In changeset:31f66c5470641890:
See also: #1212, where we discuss and ultimately agree (I think?) on how a happiness-aware repairer/checker ought to work.
not making it into 1.9
There was discussion of this issue on tahoe-dev: [//pipermail/tahoe-dev/2013-March/008091.html]
I have started working on this ticket. You can view my progress here: https://github.com/markberger/tahoe-lafs/tree/614-happy-is-healthy
As of right now I've only written a couple unit tests that should pass before this ticket is closed. If someone could glance over them to make sure they're implemented correctly, I would really appreciate it. The solution to this problem will probably be a little hacky because h is not stored in the verify cap while k and n are. Whoever is working on the new cap design might want to consider storing h in the verify cap if servers-of-happiness is going to be used with the new caps.
markberger: great!
I wouldn't call it "hacky". Just say that the checker/verifier/repairer is judging whether a given file is happy according to its current user.
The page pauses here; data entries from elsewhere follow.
//! Delta: compares the blueprints' expanded package slugs against what an
//! APT repository actually publishes (§4.I).

use std::collections::BTreeSet;

use serde::Serialize;
use tracing::instrument;

use crate::apt::{AptClient, PackageEntry};
use crate::blueprint::{self, SourcePackageDescriptor};
use crate::config::Resources;
use crate::error::Ops2debError;

/// Slugs present on one side only, both sorted ascending.
#[derive(Clone, Debug, Default, PartialEq, Eq, Serialize)]
pub struct DeltaResult {
    pub added: Vec<String>,
    pub removed: Vec<String>,
}

/// Probe `repository` and diff it against every blueprint's matrix
/// expansion.
#[instrument(skip(resources))]
pub async fn delta(resources: &Resources, repository: &str) -> crate::error::Result<DeltaResult> {
    let client = AptClient::new();
    let published = client
        .list_repository_packages(repository)
        .await
        .map_err(Ops2debError::apt)?;

    let descriptors: Vec<SourcePackageDescriptor> = resources.blueprints().flat_map(blueprint::expand).collect();

    Ok(diff(&published, &descriptors))
}

fn diff(published: &[PackageEntry], descriptors: &[SourcePackageDescriptor]) -> DeltaResult {
    let apt_slugs: BTreeSet<String> = published.iter().map(PackageEntry::slug).collect();
    let blueprint_slugs: BTreeSet<String> = descriptors.iter().map(SourcePackageDescriptor::slug).collect();

    DeltaResult {
        added: blueprint_slugs.difference(&apt_slugs).cloned().collect(),
        removed: apt_slugs.difference(&blueprint_slugs).cloned().collect(),
    }
}

#[cfg(test)]
mod tests {
    use super::*;
    use crate::blueprint::from_value;

    fn descriptor(name: &str, version: &str, arch: &str) -> SourcePackageDescriptor {
        let yaml = format!("name: {name}\nversion: '{version}'\nsummary: s\narchitecture: {arch}\n");
        let value: serde_yaml::Value = serde_yaml::from_str(&yaml).unwrap();
        let blueprint = from_value(value, 0).unwrap();
        blueprint::expand(&blueprint).into_iter().next().unwrap()
    }

    #[test]
    fn diff_reports_added_and_removed() {
        let published = vec![
            PackageEntry {
                name: "stale".to_string(),
                version: "1.0-1~ops2deb".to_string(),
                architecture: "amd64".to_string(),
            },
            PackageEntry {
                name: "kept".to_string(),
                version: "1.0-1~ops2deb".to_string(),
                architecture: "amd64".to_string(),
            },
        ];
        let kept = descriptor("kept", "1.0", "amd64");
        let fresh = descriptor("fresh", "2.0", "amd64");
        let descriptors = vec![kept, fresh.clone()];

        let result = diff(&published, &descriptors);
        assert_eq!(result.added, vec![fresh.slug()]);
        assert_eq!(result.removed, vec!["stale_1.0-1~ops2deb_amd64".to_string()]);
    }

    #[test]
    fn diff_is_empty_when_sides_match() {
        let d = descriptor("a", "1.0", "amd64");
        let published = vec![PackageEntry {
            name: "a".to_string(),
            version: "1.0-1~ops2deb".to_string(),
            architecture: "amd64".to_string(),
        }];
        let result = diff(&published, &[d]);
        assert_eq!(result, DeltaResult::default());
    }
}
Different users may have different happiness requirements for the same file when they run the checker/verifier/repairer. It is up to the person running the checker/verifier/repairer, not up to the person who originally uploaded the file, to decide what constitutes happiness for them.
After thinking about this ticket, I believe that it should be blocked by #1057 (use servers-of-happiness for mutable files). Continuing to diverge the behavior of immutable and mutable files only creates more trouble for users. Also it doesn't make sense to upload a file that the checker might deem unhealthy.
My github branch has a working patch for immutable files (some tests need to be altered because repair does not occur when there are 9 out of 10 shares) but I am going to put this ticket on hold and focus on #1057.
Let's revisit this ticket after we land #1382.